» Exercise: Lines in the listing below may contain the word "that". State how many do, and nothing more.

» Data under study:

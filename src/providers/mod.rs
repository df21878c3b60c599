//! Move providers: who gets asked for a move, and how.

mod descriptor;
mod random;
mod remote;

pub use descriptor::{ApiFlavor, GenerationParams, RemoteDescriptor};
pub use random::{RANDOM_RATIONALE, RandomProvider};
pub use remote::RemoteProvider;

use crate::events::EventSink;
use crate::failure::Failure;
use crate::types::{MoveProposal, Position, Side};
use derive_getters::Getters;
use serde::{Deserialize, Serialize};
use tracing::{debug, instrument};

/// Model identifier that selects the local random mover.
pub const RANDOM_MODEL: &str = "random";

/// Opaque provider secret. Never printed.
#[derive(Clone, Default, PartialEq, Eq, Hash, Serialize, Deserialize)]
#[serde(transparent)]
pub struct Credential(String);

impl Credential {
    /// Wraps a secret, trimming surrounding whitespace.
    pub fn new(secret: impl Into<String>) -> Self {
        Self(secret.into().trim().to_string())
    }

    /// True when no secret was supplied.
    pub fn is_empty(&self) -> bool {
        self.0.is_empty()
    }

    /// Exposes the secret for header construction.
    pub fn expose(&self) -> &str {
        &self.0
    }
}

impl std::fmt::Debug for Credential {
    fn fmt(&self, f: &mut std::fmt::Formatter<'_>) -> std::fmt::Result {
        if self.is_empty() {
            f.write_str("Credential(<empty>)")
        } else {
            f.write_str("Credential(<redacted>)")
        }
    }
}

/// Which strategy a side uses, resolved once at configuration time.
#[derive(Debug, Clone, PartialEq, Eq)]
pub enum ProviderKind {
    /// Uniform choice among legal moves.
    Random,
    /// A remote text-generation service.
    RemoteTextModel(RemoteDescriptor),
}

/// Provider configuration for one side. Frozen for a session.
#[derive(Debug, Clone, PartialEq, Eq, Getters)]
pub struct ProviderConfig {
    /// Strategy.
    kind: ProviderKind,
    /// Model identifier (`random` for the random mover).
    model: String,
    /// Secret for remote providers.
    credential: Credential,
}

impl ProviderConfig {
    /// The random mover.
    #[instrument]
    pub fn random() -> Self {
        Self {
            kind: ProviderKind::Random,
            model: RANDOM_MODEL.to_string(),
            credential: Credential::default(),
        }
    }

    /// A remote text model described by `descriptor`.
    #[instrument(skip(credential))]
    pub fn remote(descriptor: RemoteDescriptor, model: String, credential: Credential) -> Self {
        Self {
            kind: ProviderKind::RemoteTextModel(descriptor),
            model,
            credential,
        }
    }

    /// Resolves a model identifier: `random`, or a remote model whose API
    /// flavor is inferred from its name and whose endpoint is the flavor
    /// default unless `endpoint` overrides it (`{model}` in an override is
    /// replaced by the identifier).
    ///
    /// # Errors
    ///
    /// Returns a `ProviderUnconfigured` failure for identifiers that match
    /// no known API flavor.
    #[instrument(skip(credential))]
    pub fn for_model(
        model: &str,
        endpoint: Option<&str>,
        credential: Credential,
    ) -> Result<Self, Failure> {
        let model = model.trim();
        if model.eq_ignore_ascii_case(RANDOM_MODEL) {
            return Ok(Self::random());
        }

        let flavor = ApiFlavor::infer(model).ok_or_else(|| {
            Failure::provider_unconfigured(format!("no API flavor known for model {model}"))
        })?;
        let descriptor = match endpoint {
            Some(url) => RemoteDescriptor::new(flavor, url.replace("{model}", model)),
            None => RemoteDescriptor::for_model(flavor, model),
        };
        debug!(?flavor, endpoint = %descriptor.endpoint(), "Resolved remote provider");
        Ok(Self::remote(descriptor, model.to_string(), credential))
    }

    /// True for remote providers.
    pub fn is_remote(&self) -> bool {
        matches!(self.kind, ProviderKind::RemoteTextModel(_))
    }

    /// Returns this config with `credential` if it has none of its own.
    pub fn with_fallback_credential(mut self, credential: &Credential) -> Self {
        if self.is_remote() && self.credential.is_empty() {
            self.credential = credential.clone();
        }
        self
    }

    /// Checks the configuration can be used to start a session.
    ///
    /// # Errors
    ///
    /// Returns `NoCredential` for a remote provider without a secret and
    /// `ProviderUnconfigured` for one without an endpoint.
    pub fn validate(&self) -> Result<(), Failure> {
        match &self.kind {
            ProviderKind::Random => Ok(()),
            ProviderKind::RemoteTextModel(descriptor) => {
                if self.credential.is_empty() {
                    return Err(Failure::no_credential(&self.model));
                }
                if descriptor.endpoint().trim().is_empty() {
                    return Err(Failure::provider_unconfigured(format!(
                        "API endpoint not configured for {}",
                        self.model
                    )));
                }
                Ok(())
            }
        }
    }
}

/// What a provider knows about the turn it is asked to play.
#[derive(Debug, Clone, Getters)]
pub struct TurnContext {
    /// Position to move from.
    position: Position,
    /// Side to move.
    side: Side,
    /// Legal moves in coordinate notation.
    legal_moves: Vec<String>,
}

impl TurnContext {
    /// Creates a turn context.
    pub fn new(position: Position, side: Side, legal_moves: Vec<String>) -> Self {
        Self {
            position,
            side,
            legal_moves,
        }
    }
}

/// Something that proposes moves.
///
/// Providers hold no per-turn state; each call is independent.
#[async_trait::async_trait]
pub trait MoveProvider: Send + Sync {
    /// Proposes a move for the turn described by `turn`.
    ///
    /// # Errors
    ///
    /// Returns a classified [`Failure`] instead of a partial proposal.
    async fn propose_move(
        &self,
        turn: &TurnContext,
        events: &dyn EventSink,
    ) -> Result<MoveProposal, Failure>;

    /// Display name used in logs.
    fn name(&self) -> &str;
}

» Answer below: 3